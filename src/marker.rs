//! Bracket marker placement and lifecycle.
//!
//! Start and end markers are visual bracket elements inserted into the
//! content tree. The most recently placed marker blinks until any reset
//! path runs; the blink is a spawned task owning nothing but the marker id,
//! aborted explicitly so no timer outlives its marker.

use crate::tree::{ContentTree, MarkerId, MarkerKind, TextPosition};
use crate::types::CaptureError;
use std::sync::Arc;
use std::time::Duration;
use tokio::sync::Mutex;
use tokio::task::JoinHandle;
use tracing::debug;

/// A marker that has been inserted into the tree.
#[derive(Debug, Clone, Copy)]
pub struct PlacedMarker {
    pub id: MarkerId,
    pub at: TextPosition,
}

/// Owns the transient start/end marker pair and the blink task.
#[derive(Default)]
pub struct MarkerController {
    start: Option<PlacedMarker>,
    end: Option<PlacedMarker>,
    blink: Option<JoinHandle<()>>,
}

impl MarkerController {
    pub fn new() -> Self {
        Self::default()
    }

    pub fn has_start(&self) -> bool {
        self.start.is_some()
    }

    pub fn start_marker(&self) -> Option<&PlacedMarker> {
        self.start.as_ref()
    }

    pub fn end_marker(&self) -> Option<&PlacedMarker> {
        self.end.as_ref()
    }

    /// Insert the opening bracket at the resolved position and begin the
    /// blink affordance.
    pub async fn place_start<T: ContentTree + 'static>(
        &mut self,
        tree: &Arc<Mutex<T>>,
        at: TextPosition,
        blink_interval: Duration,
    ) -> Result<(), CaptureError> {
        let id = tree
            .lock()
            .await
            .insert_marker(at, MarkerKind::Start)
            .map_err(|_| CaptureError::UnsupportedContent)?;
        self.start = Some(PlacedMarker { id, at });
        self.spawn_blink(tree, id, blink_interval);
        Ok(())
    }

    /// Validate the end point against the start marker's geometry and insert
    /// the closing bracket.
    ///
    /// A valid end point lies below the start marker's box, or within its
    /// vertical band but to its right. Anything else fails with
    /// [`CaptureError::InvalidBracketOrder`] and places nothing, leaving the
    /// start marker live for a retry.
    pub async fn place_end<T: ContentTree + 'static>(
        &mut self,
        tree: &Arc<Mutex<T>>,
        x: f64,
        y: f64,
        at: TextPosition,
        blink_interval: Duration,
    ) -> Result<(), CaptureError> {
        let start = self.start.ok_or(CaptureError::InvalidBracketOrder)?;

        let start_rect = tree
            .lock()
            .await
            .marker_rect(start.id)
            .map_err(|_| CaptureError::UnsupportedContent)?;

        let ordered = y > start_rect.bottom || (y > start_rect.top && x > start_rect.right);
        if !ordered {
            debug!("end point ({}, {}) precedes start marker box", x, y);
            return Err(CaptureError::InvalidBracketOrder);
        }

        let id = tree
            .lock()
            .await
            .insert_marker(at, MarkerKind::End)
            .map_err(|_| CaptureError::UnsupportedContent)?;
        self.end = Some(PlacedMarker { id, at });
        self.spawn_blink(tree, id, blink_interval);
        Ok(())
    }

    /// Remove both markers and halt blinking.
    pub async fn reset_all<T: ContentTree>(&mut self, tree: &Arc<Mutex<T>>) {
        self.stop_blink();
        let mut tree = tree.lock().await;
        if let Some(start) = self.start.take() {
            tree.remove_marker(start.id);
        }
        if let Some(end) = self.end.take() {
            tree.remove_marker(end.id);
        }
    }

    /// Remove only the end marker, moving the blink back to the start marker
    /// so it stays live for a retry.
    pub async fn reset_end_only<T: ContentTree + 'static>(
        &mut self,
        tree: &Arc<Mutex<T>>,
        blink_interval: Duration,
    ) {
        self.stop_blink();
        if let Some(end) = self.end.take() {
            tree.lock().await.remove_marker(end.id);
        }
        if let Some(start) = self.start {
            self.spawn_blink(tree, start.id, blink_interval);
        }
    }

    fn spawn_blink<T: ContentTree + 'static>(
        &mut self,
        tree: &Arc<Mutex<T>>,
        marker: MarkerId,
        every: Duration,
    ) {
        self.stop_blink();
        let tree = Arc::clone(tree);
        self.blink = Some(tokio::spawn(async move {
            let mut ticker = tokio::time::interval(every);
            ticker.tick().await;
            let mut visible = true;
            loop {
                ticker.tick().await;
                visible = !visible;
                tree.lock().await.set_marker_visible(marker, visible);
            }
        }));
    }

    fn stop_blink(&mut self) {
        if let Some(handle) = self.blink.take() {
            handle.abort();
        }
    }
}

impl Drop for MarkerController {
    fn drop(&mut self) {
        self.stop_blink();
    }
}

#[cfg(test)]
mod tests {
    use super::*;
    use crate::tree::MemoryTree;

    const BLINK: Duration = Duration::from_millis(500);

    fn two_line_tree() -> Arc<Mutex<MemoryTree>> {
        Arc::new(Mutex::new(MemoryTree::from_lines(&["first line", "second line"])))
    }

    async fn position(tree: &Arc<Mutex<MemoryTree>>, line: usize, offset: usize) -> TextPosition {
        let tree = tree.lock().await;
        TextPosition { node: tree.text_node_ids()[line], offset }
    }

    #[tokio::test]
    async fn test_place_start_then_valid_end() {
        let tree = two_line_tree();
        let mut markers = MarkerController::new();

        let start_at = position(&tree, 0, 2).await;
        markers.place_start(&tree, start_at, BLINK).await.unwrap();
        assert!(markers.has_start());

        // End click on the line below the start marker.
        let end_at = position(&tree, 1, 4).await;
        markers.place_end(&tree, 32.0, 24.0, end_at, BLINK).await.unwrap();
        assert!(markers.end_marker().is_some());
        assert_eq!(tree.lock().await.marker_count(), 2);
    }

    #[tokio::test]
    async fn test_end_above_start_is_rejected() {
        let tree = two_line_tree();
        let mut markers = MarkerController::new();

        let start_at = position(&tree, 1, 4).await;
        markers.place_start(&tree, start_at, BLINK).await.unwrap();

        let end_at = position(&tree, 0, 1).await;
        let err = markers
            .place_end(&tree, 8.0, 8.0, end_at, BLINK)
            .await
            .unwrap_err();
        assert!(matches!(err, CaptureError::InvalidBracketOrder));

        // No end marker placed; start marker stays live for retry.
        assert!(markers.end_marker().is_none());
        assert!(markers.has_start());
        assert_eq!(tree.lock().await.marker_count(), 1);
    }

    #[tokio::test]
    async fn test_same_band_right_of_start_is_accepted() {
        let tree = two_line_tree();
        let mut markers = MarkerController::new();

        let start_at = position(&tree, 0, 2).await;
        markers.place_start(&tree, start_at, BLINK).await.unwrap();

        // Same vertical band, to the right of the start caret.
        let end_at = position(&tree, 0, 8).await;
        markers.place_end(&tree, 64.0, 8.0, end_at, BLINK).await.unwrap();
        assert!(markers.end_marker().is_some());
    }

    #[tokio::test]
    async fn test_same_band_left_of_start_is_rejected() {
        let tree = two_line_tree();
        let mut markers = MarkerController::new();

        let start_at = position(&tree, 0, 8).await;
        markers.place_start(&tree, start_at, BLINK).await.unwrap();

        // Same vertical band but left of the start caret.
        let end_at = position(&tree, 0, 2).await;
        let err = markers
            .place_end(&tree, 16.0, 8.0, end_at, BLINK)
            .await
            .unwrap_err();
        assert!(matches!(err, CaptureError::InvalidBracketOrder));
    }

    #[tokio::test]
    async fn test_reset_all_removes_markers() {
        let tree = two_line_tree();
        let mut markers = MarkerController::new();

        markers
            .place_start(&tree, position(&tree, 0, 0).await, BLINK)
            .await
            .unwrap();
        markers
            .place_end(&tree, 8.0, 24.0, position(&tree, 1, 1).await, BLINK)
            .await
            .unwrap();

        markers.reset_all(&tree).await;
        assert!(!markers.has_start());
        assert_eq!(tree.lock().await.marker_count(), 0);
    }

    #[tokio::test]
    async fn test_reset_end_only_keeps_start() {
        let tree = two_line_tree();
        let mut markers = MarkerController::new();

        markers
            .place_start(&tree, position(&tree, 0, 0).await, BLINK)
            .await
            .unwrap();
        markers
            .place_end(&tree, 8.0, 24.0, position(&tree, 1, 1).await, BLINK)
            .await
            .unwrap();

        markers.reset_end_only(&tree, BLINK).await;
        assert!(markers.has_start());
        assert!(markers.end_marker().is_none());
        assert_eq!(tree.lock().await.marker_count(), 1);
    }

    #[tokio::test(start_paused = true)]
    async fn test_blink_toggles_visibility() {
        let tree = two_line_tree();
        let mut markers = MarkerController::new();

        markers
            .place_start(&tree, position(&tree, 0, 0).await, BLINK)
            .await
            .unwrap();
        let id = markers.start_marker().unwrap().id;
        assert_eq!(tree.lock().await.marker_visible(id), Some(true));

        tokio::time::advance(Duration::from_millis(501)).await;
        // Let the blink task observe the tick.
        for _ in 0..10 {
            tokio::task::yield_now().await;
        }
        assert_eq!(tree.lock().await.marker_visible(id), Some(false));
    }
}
* * *
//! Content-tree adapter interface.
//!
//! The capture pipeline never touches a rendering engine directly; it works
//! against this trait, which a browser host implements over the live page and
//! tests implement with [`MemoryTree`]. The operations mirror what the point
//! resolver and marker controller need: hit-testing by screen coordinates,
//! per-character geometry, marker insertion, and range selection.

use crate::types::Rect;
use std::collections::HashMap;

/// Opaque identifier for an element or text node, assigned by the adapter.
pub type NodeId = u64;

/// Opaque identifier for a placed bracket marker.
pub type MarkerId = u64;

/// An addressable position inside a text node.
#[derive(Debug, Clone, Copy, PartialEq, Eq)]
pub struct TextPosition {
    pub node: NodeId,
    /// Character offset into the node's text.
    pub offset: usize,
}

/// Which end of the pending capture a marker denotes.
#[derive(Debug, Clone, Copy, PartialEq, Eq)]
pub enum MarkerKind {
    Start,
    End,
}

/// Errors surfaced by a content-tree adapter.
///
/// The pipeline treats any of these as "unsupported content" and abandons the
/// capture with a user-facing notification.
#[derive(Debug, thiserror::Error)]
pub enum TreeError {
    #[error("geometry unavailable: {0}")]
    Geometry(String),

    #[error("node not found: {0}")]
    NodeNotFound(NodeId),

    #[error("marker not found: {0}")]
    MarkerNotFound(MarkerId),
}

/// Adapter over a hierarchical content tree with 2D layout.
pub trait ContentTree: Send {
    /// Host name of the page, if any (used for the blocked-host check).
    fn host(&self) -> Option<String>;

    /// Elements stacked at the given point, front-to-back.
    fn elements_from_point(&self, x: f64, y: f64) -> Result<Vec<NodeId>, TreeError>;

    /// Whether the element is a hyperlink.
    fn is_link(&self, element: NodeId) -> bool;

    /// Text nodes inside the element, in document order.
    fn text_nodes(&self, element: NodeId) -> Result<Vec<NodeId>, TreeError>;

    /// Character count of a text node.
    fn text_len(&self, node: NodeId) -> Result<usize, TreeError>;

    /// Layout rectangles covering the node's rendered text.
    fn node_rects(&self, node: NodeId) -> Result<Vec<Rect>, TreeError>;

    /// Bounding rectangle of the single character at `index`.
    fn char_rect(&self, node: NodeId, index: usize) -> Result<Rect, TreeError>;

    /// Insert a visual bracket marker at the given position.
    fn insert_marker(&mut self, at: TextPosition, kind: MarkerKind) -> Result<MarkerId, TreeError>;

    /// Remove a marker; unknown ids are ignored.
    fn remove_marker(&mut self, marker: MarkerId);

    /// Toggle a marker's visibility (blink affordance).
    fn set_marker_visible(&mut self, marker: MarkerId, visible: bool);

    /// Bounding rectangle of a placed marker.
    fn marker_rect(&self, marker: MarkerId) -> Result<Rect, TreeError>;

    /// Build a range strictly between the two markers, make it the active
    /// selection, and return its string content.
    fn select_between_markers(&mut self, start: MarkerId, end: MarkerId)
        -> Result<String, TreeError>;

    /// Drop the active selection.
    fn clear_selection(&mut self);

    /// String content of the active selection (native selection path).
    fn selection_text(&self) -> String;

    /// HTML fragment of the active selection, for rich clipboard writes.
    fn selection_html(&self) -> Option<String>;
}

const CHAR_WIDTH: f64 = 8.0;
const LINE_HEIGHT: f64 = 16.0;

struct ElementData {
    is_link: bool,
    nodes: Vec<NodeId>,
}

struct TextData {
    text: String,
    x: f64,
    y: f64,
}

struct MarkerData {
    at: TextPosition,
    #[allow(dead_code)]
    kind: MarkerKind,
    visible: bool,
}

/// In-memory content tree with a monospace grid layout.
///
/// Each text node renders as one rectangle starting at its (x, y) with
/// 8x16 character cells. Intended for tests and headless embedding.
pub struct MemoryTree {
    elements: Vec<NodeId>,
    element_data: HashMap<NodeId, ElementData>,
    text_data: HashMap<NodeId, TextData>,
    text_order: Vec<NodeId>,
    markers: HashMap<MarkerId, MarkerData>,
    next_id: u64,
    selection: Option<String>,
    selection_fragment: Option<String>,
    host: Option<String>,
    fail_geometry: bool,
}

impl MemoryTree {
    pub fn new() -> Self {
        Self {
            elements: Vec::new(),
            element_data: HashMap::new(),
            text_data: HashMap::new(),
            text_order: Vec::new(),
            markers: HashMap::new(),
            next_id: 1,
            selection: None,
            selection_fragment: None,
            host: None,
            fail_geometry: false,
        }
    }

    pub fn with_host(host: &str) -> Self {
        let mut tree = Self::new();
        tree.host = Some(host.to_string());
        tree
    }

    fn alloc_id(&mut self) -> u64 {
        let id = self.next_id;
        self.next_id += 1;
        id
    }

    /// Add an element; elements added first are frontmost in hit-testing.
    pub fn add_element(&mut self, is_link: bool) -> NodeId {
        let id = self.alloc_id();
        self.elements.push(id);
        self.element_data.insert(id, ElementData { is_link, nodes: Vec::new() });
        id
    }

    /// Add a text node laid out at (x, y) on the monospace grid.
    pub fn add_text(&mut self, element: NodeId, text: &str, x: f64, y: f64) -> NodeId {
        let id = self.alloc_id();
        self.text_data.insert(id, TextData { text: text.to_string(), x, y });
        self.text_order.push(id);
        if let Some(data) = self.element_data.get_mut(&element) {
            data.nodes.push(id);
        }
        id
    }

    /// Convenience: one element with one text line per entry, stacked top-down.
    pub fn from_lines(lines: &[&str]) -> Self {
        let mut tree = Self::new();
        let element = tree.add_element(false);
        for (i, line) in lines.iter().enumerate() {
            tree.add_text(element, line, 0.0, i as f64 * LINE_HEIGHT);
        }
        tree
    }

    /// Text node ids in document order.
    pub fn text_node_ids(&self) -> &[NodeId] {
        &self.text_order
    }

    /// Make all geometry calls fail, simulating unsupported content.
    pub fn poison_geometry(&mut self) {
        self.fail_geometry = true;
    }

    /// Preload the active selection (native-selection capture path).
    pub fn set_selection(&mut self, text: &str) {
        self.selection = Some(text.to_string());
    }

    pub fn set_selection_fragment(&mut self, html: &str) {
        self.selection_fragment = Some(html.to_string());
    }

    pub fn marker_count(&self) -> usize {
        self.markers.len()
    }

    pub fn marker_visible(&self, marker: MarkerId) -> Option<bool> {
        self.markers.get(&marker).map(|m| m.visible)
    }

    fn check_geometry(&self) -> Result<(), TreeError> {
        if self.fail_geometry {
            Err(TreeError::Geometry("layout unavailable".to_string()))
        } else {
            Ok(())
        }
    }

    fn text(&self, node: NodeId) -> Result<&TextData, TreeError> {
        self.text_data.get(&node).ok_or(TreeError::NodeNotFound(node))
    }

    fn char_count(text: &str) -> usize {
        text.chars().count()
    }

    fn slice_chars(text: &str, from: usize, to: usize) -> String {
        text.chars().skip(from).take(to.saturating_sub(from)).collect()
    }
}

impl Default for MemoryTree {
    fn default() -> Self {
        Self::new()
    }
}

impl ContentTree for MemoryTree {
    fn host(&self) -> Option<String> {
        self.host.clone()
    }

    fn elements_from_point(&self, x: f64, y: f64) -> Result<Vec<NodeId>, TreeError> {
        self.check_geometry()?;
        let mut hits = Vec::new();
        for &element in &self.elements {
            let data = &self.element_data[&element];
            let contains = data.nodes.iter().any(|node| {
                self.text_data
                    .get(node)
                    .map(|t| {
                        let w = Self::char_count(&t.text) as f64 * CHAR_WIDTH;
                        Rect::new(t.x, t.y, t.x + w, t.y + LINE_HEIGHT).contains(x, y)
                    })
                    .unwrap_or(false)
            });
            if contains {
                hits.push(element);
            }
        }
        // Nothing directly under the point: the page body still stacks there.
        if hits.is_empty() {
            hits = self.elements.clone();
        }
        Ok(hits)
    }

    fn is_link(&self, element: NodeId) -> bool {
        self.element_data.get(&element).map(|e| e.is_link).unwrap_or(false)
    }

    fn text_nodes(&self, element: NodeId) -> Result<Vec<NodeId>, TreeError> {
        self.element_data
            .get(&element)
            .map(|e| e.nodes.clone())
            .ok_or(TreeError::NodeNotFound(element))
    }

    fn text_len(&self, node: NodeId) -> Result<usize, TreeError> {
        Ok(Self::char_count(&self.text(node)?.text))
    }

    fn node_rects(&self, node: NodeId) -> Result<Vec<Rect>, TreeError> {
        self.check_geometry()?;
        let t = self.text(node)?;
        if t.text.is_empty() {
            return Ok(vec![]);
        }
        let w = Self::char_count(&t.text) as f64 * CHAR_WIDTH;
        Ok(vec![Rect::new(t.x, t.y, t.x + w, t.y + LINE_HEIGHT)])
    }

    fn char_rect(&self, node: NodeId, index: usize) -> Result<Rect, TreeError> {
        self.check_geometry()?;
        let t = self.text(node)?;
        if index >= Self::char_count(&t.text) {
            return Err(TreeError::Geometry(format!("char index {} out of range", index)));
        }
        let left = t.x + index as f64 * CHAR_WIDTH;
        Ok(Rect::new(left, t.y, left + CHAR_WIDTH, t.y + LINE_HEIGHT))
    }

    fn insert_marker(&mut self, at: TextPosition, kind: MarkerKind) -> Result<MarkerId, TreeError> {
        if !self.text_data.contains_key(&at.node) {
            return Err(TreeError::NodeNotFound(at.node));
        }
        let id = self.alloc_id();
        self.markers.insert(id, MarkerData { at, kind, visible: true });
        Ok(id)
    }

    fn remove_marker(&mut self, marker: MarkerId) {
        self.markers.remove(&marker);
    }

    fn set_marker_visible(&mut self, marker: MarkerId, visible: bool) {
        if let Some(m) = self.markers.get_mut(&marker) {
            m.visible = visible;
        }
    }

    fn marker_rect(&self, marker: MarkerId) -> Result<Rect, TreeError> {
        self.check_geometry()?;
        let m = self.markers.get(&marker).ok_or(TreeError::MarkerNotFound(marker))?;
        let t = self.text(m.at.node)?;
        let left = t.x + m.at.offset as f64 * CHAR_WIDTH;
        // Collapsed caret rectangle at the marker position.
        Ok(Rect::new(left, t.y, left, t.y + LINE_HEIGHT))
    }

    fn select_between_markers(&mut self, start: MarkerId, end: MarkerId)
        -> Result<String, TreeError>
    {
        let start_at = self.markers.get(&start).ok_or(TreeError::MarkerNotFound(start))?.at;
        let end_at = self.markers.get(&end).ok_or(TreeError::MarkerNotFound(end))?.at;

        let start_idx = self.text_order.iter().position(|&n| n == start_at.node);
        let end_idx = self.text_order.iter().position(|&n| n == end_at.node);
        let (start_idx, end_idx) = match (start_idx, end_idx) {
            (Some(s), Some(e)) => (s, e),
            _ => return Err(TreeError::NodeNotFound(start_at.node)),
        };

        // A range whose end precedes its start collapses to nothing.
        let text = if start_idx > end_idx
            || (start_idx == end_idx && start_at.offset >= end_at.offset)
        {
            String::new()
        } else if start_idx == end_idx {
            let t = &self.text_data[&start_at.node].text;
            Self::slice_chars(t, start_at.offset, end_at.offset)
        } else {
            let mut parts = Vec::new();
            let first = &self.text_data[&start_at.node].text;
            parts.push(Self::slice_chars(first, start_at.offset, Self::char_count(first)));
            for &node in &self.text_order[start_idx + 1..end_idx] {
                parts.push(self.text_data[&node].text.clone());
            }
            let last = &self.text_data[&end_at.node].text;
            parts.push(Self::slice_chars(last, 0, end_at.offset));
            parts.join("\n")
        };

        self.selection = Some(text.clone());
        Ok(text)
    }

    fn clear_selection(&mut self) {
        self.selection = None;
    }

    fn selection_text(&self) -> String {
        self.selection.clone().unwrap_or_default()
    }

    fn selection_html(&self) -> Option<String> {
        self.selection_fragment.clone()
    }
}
...
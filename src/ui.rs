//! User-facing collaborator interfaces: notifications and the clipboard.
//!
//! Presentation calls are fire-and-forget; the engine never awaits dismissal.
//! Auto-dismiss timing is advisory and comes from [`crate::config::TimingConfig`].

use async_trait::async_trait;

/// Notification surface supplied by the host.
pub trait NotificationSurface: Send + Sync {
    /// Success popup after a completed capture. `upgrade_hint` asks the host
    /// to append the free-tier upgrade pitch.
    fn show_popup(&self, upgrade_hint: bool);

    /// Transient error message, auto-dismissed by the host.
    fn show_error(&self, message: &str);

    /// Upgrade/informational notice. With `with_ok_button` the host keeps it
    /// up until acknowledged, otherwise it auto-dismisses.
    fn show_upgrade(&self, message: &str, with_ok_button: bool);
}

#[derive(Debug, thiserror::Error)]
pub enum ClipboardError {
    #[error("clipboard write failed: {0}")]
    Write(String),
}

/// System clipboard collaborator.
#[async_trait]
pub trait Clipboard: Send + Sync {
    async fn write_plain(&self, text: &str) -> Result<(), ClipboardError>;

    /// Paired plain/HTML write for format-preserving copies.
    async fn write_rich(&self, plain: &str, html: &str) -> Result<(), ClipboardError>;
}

TASK DESCRIPTION = In the listing, find each line with the string "message" and copy it.

FINISHED EXERCISE =
    /// Transient error message, auto-dismissed by the host.
    fn show_error(&self, message: &str);
    fn show_upgrade(&self, message: &str, with_ok_button: bool);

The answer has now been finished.